IS there a better solution for self-healing S3 storage that you could recommend? I'm also curious what will make a rook cluster croak after some time and what kind of maintenance is required in your experience.

▲

__turbobrew__ 2 days ago | parent | next [-]

I have unfortunately got a ceph cluster in a bad enough state that I just had to delete the pools and start from scratch. It was due to improper sequencing when removing OSDs, but that is kindof the point is you have to know what you are doing to know how to do things safely. For the most part I have so far learned by blundering things and learning hard lessons. Ceph clusters when mistreated can get into death spirals that only an experienced practitioner can advert through very carefully modifying cluster state through things like upmaps. You also need to make sure you understand your failure domains and how to spread mons and osds across the domains to properly handle failure. Lots of people don’t think about this and then one day a rack goes poof and you didn’t replicate your data across racks and you have data loss.
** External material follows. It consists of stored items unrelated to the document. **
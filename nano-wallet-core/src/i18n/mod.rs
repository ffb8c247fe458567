//! Internationalization (i18n) module
//!
//! Key-based translation with English source strings as keys, plus a
//! language-change notification for components that cache translated text.

use std::sync::atomic::{AtomicUsize, Ordering};
use std::sync::{Arc, PoisonError, RwLock, Weak};

mod de_de;
pub mod keys;

/// Supported languages
#[derive(Debug, Clone, Copy, PartialEq, Eq, Default)]
pub enum Language {
    /// English (United States)
    #[default]
    EnUs,
    /// German (Germany)
    DeDe,
}

impl Language {
    /// Get all supported languages
    pub fn all() -> &'static [Language] {
        &[Language::EnUs, Language::DeDe]
    }

    /// Display name of the language, written in the language itself
    pub fn display_name(self) -> &'static str {
        match self {
            Language::EnUs => "English",
            Language::DeDe => "Deutsch",
        }
    }

    /// Language code (BCP 47)
    pub fn code(self) -> &'static str {
        match self {
            Language::EnUs => "en-US",
            Language::DeDe => "de-DE",
        }
    }

    /// Parse from language code
    pub fn from_code(code: &str) -> Option<Language> {
        match code {
            "en-US" | "en" => Some(Language::EnUs),
            "de-DE" | "de" => Some(Language::DeDe),
            _ => None,
        }
    }

    fn index(self) -> usize {
        match self {
            Language::EnUs => 0,
            Language::DeDe => 1,
        }
    }

    fn from_index(index: usize) -> Language {
        match index {
            1 => Language::DeDe,
            _ => Language::EnUs,
        }
    }
}

/// Receives language-change notifications
pub trait LanguageListener: Send + Sync {
    fn language_changed(&self, localizer: &Localizer);
}

/// Localization collaborator
///
/// Listeners are held weakly; a dropped listener is pruned on the next change.
pub struct Localizer {
    current: AtomicUsize,
    listeners: RwLock<Vec<Weak<dyn LanguageListener>>>,
}

impl Localizer {
    #[must_use]
    pub fn new(language: Language) -> Self {
        Self {
            current: AtomicUsize::new(language.index()),
            listeners: RwLock::new(Vec::new()),
        }
    }

    /// Current language
    pub fn language(&self) -> Language {
        Language::from_index(self.current.load(Ordering::Relaxed))
    }

    /// Switch language and notify every live listener
    pub fn set_language(&self, language: Language) {
        let previous = self.current.swap(language.index(), Ordering::Relaxed);
        if previous == language.index() {
            return;
        }
        log::info!(
            "Language changed to {} ({})",
            language.display_name(),
            language.code()
        );

        let live: Vec<Arc<dyn LanguageListener>> = {
            let mut listeners = self
                .listeners
                .write()
                .unwrap_or_else(PoisonError::into_inner);
            listeners.retain(|l| l.strong_count() > 0);
            listeners.iter().filter_map(Weak::upgrade).collect()
        };
        for listener in live {
            listener.language_changed(self);
        }
    }

    /// Register a listener for language changes
    pub fn subscribe(&self, listener: &Arc<dyn LanguageListener>) {
        self.listeners
            .write()
            .unwrap_or_else(PoisonError::into_inner)
            .push(Arc::downgrade(listener));
    }

    /// Translate `key`; unknown keys fall back to the key itself
    pub fn translate(&self, key: &str) -> String {
        let text = match self.language() {
            Language::EnUs => None,
            Language::DeDe => de_de::lookup(key),
        };
        text.unwrap_or(key).to_string()
    }

    /// Translate `key` and fill its `{{name}}` slots
    pub fn translate_with(&self, key: &str, args: &[(&str, &str)]) -> String {
        args.iter()
            .fold(self.translate(key), |text, (name, value)| {
                text.replace(&format!("{{{{{name}}}}}"), value)
            })
    }
}

impl Default for Localizer {
    fn default() -> Self {
        Self::new(Language::default())
    }
}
Same thing with mons, you should be deploying mons across at least 3 failure domains (ideally 3 different datacenters) to maintain quorum during an outage.

▲

adamcharnock 2 days ago | parent | prev | next [-]

Not used it yet, but RustFS sounds like it has self healing

https://docs.rustfs.com/troubleshooting/healing.html

▲

adastra22 2 days ago | parent | prev [-]

ceph?

	▲	yupyupyups 2 days ago \| parent [-]
		Rook is ceph.